Qualification Requirements:

• Proven knowledge of cGMP requirements to ensure compliance
• Significant experience in purification operations required for the manufacture of biotherapeutics
• Proven record of accomplishment managing, supervising and developing staff
• Candidate must possess strong focus on quality and attention to detail
• Excellent communication with senior leadership
• Possess effective task/time management organizational skills
• Capacity to develop solutions to technical issues of moderate scope
• Ability to organize, analyze/interpret, and effectively communicate data and results
• Motivated, self-starter with strong mechanical aptitude
• Good interpersonal, team, and communication skills are a must
• Significant contributor to multi-disciplinary teams at the functional level; mentors and provides technical advice to individuals within the team
• Excellent oral and written communication skills

Additional Preferred Qualifications:

• In-depth knowledge of purification equipment, operations, and engineering principles
• Recognized technical mastery of disposable manufacturing technologies at commercial scale
• Participation in client and regulatory agency audits
• Change control, NC/CAPA, and deviations
• Fundamental understanding and basic operation of process automation (DeltaV)
• Experienced in technology and/or process transfer for late stage clinical manufacturing or commercial qualification campaigns; commercial campaign support
• Application of knowledge and expertise to solve complex technical problems; may apply novel approach that provides significant technology advancement
• Active participation/lead technical projects with collaborators and vendors
• Experience with finite scheduling tools and allocation of resources and equipment

The base pay range for this position at commencement of employment is expected to be $140,000 to $175,000; Base salary offered may vary depending on individual’s skills, experience and competitive market value.

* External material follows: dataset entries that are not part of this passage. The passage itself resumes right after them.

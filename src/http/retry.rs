//! Bounded automatic retry driven by server hints

use crate::client::Client;
use crate::config::RetryOverrides;
use crate::error::{Error, Result};
use crate::response::{Envelope, RequestContext};
use crate::types::StringMap;
use serde::de::DeserializeOwned;
use std::time::Duration;
use tracing::warn;

/// Headers consulted for the retry delay on a rate-limited (429) response,
/// in order of precedence
const RATE_LIMIT_HINTS: [&str; 6] = [
    "x-ratelimit-reset",
    "x-rate-limit-reset",
    "ratelimit-reset",
    "rate-limit-reset",
    "retry-after",
    "x-retry-after",
];

/// Headers consulted for the retry delay on any other failure status
const GENERAL_HINTS: [&str; 2] = ["x-retry-after", "retry-after"];

/// Extract the server's retry hint, in seconds, from a failed response.
///
/// The first header present wins; if its value is not numeric there is no
/// hint. Returns `None` when no consulted header is present or parsable.
pub(crate) fn retry_hint(status: u16, headers: &StringMap) -> Option<f64> {
    let names: &[&str] = if status == 429 {
        &RATE_LIMIT_HINTS
    } else {
        &GENERAL_HINTS
    };
    names
        .iter()
        .find_map(|name| headers.get(*name))
        .and_then(|value| value.parse::<f64>().ok())
        .filter(|delay| delay.is_finite())
}

impl Client {
    /// Send a request with automatic retry.
    ///
    /// Retries only failures that are API response envelopes and only while
    /// the server supplies a delay hint within `max_retry_delay`, up to
    /// `max_retries` additional attempts. Transport-level failures (DNS,
    /// connection reset) carry no server hint and surface immediately.
    pub(crate) async fn send<T: DeserializeOwned>(
        &self,
        ctx: RequestContext,
        overrides: Option<&RetryOverrides>,
    ) -> Result<Envelope<T>> {
        let policy = self.config().retry_policy(overrides);
        let mut attempt: u32 = 0;

        loop {
            let failure = match self.execute(&ctx).await {
                Ok(envelope) => return Ok(envelope),
                Err(failure) => failure,
            };

            let response = match &failure {
                Error::Api(response) if policy.auto_retry && attempt < policy.max_retries => {
                    response
                }
                _ => return Err(failure),
            };

            let delay = match retry_hint(response.status(), &response.meta.headers) {
                Some(delay) if delay <= policy.max_retry_delay as f64 => delay.max(0.0),
                _ => return Err(failure),
            };

            attempt += 1;
            warn!(
                operation = ctx.operation.name,
                status = response.status(),
                attempt,
                max_retries = policy.max_retries,
                delay_secs = delay,
                "call failed, retrying after server hint"
            );
            tokio::time::sleep(Duration::from_secs_f64(delay)).await;
        }
    }
}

Additional total rewards include discretionary annual bonus, comprehensive benefits to include Medical, Dental and Vision, short-term and long-term disability, company paid basic life insurance, 401k company match, flexible work, generous paid time off and paid holiday, wellness and transportation benefits.

FR : Dans le cadre de sa politique Diversité, Evotec étudie, à compétences égales, toutes les candidatures dont celles des personnes en situation de handicap.

ENG : In the frame of our Diversity policy, Evotec considers, with equal competences, all applications including people with disabilities.